-
公开(公告)号:US20240104842A1
公开(公告)日:2024-03-28
申请号:US18472653
申请日:2023-09-22
Applicant: NVIDIA Corporation
Inventor: Koki Nagano , Alexander Trevithick , Chao Liu , Eric Ryan Chan , Sameh Khamis , Michael Stengel , Zhiding Yu
IPC: G06T17/00 , G06T5/20 , G06T7/70 , G06T7/90 , G06V10/771
CPC classification number: G06T17/00 , G06T5/20 , G06T7/70 , G06T7/90 , G06V10/771 , G06T2207/10024
Abstract: A method for generating, by an encoder-based model, a three-dimensional (3D) representation of a two-dimensional (2D) image is provided. The encoder-based model is trained to infer the 3D representation using a synthetic training data set generated by a pre-trained model.
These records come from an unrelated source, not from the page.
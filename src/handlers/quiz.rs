// src/handlers/quiz.rs

use axum::{Json, extract::State, extract::rejection::JsonRejection, response::IntoResponse};

use crate::{
    error::AppError,
    models::{question::GenerateQuestionsResponse, quiz_request::QuizRequest},
    services::quiz::QuizService,
};

/// Generates a practice quiz for the submitted exam and topic.
///
/// * 400 when `exam` or `topic` is missing or blank.
/// * 500 with a generic message when the model call or extraction fails;
///   the cause is only logged.
pub async fn generate_questions(
    State(quiz): State<QuizService>,
    payload: Result<Json<QuizRequest>, JsonRejection>,
) -> Result<impl IntoResponse, AppError> {
    let Json(req) = payload?;

    tracing::info!("Generating quiz for exam {:?}, topic {:?}", req.exam, req.topic);

    let questions = quiz.generate_questions(&req).await?;

    Ok(Json(GenerateQuestionsResponse { questions }))
}
// src/handlers/history.rs

use std::sync::Arc;

use axum::{
    Json,
    extract::{State, rejection::JsonRejection},
    http::StatusCode,
    response::IntoResponse,
};
use serde_json::json;

use crate::{
    error::AppError,
    history::{TestHistory, view::load_entries},
    models::saved_test::SavedTest,
};

/// Lists saved tests from the last 30 days, newest first, with per-question
/// correctness filled in.
pub async fn list_history(
    State(history): State<Arc<dyn TestHistory>>,
) -> Result<impl IntoResponse, AppError> {
    let entries = tokio::task::spawn_blocking(move || load_entries(history.as_ref()))
        .await
        .map_err(|e| AppError::Storage(e.to_string()))??;

    Ok(Json(entries))
}

/// Appends a completed test to the history.
///
/// The record is stored as sent; its score is not recomputed.
pub async fn save_test(
    State(history): State<Arc<dyn TestHistory>>,
    payload: Result<Json<SavedTest>, JsonRejection>,
) -> Result<impl IntoResponse, AppError> {
    let Json(test) = payload?;
    let topic = test.topic.clone();

    tokio::task::spawn_blocking(move || history.append(test))
        .await
        .map_err(|e| AppError::Storage(e.to_string()))??;

    tracing::info!("Saved test on {:?}", topic);

    Ok((StatusCode::CREATED, Json(json!({ "message": "Test saved" }))))
}
// src/main.rs

use std::{net::SocketAddr, sync::Arc};

use dotenvy::dotenv;
use mocktest::config::Config;
use mocktest::history::{BlobHistory, FileBlobStore};
use mocktest::llm::GeminiClient;
use mocktest::routes;
use mocktest::services::quiz::QuizService;
use mocktest::state::AppState;
use tracing_subscriber::{EnvFilter, fmt, layer::SubscriberExt, util::SubscriberInitExt};

#[tokio::main]
async fn main() -> Result<(), Box<dyn std::error::Error>> {
    // Load .env file (if present)
    dotenv().ok();

    // Refuse to start without an API key
    let config = match Config::from_env() {
        Ok(config) => config,
        Err(e) => {
            eprintln!("Error: {}", e);
            std::process::exit(1);
        }
    };

    let file_appender = tracing_appender::rolling::daily(&config.log_dir, "mocktest.log");
    let (non_blocking, _guard) = tracing_appender::non_blocking(file_appender);
    let env_filter = EnvFilter::new(&config.rust_log);
    let stdout_layer = fmt::layer().with_writer(std::io::stdout).with_target(false);
    let file_layer = fmt::layer().with_writer(non_blocking).with_ansi(false);

    // Initialize Tracing (Logging)
    tracing_subscriber::registry()
        .with(env_filter)
        .with(stdout_layer)
        .with(file_layer)
        .init();

    let generator = GeminiClient::new(reqwest::Client::new(), &config);
    tracing::info!(
        "Using model {} (timeout {}s)",
        config.gemini_model,
        config.request_timeout_secs
    );

    let history = BlobHistory::new(FileBlobStore::new(&config.history_dir));
    tracing::info!("Saved tests are kept in {}", config.history_dir.display());

    let state = AppState {
        quiz: QuizService::new(Arc::new(generator)),
        history: Arc::new(history),
    };

    // Create the Axum application router
    let app = routes::create_router(state);

    // Bind to the listening address
    let addr = SocketAddr::from(([0, 0, 0, 0], config.port));
    let listener = tokio::net::TcpListener::bind(addr).await?;
    tracing::info!("Backend running at http://localhost:{}", config.port);

    // Start the server
    axum::serve(listener, app).await?;
    Ok(())
}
The pre-trained model is a 3D generative model that produces a 3D representation and a corresponding 2D rendering, which can be used to train a separate encoder-based model for downstream tasks like estimating a triplane representation, neural radiance field, mesh, depth map, 3D key points, or the like, given a single input image, using the pseudo ground truth 3D synthetic training data set. In a particular embodiment, the encoder-based model is trained to predict a triplane representation of the input image, which can then be rendered by a volume renderer according to pose information to generate an output image of the 3D scene from the corresponding viewpoint.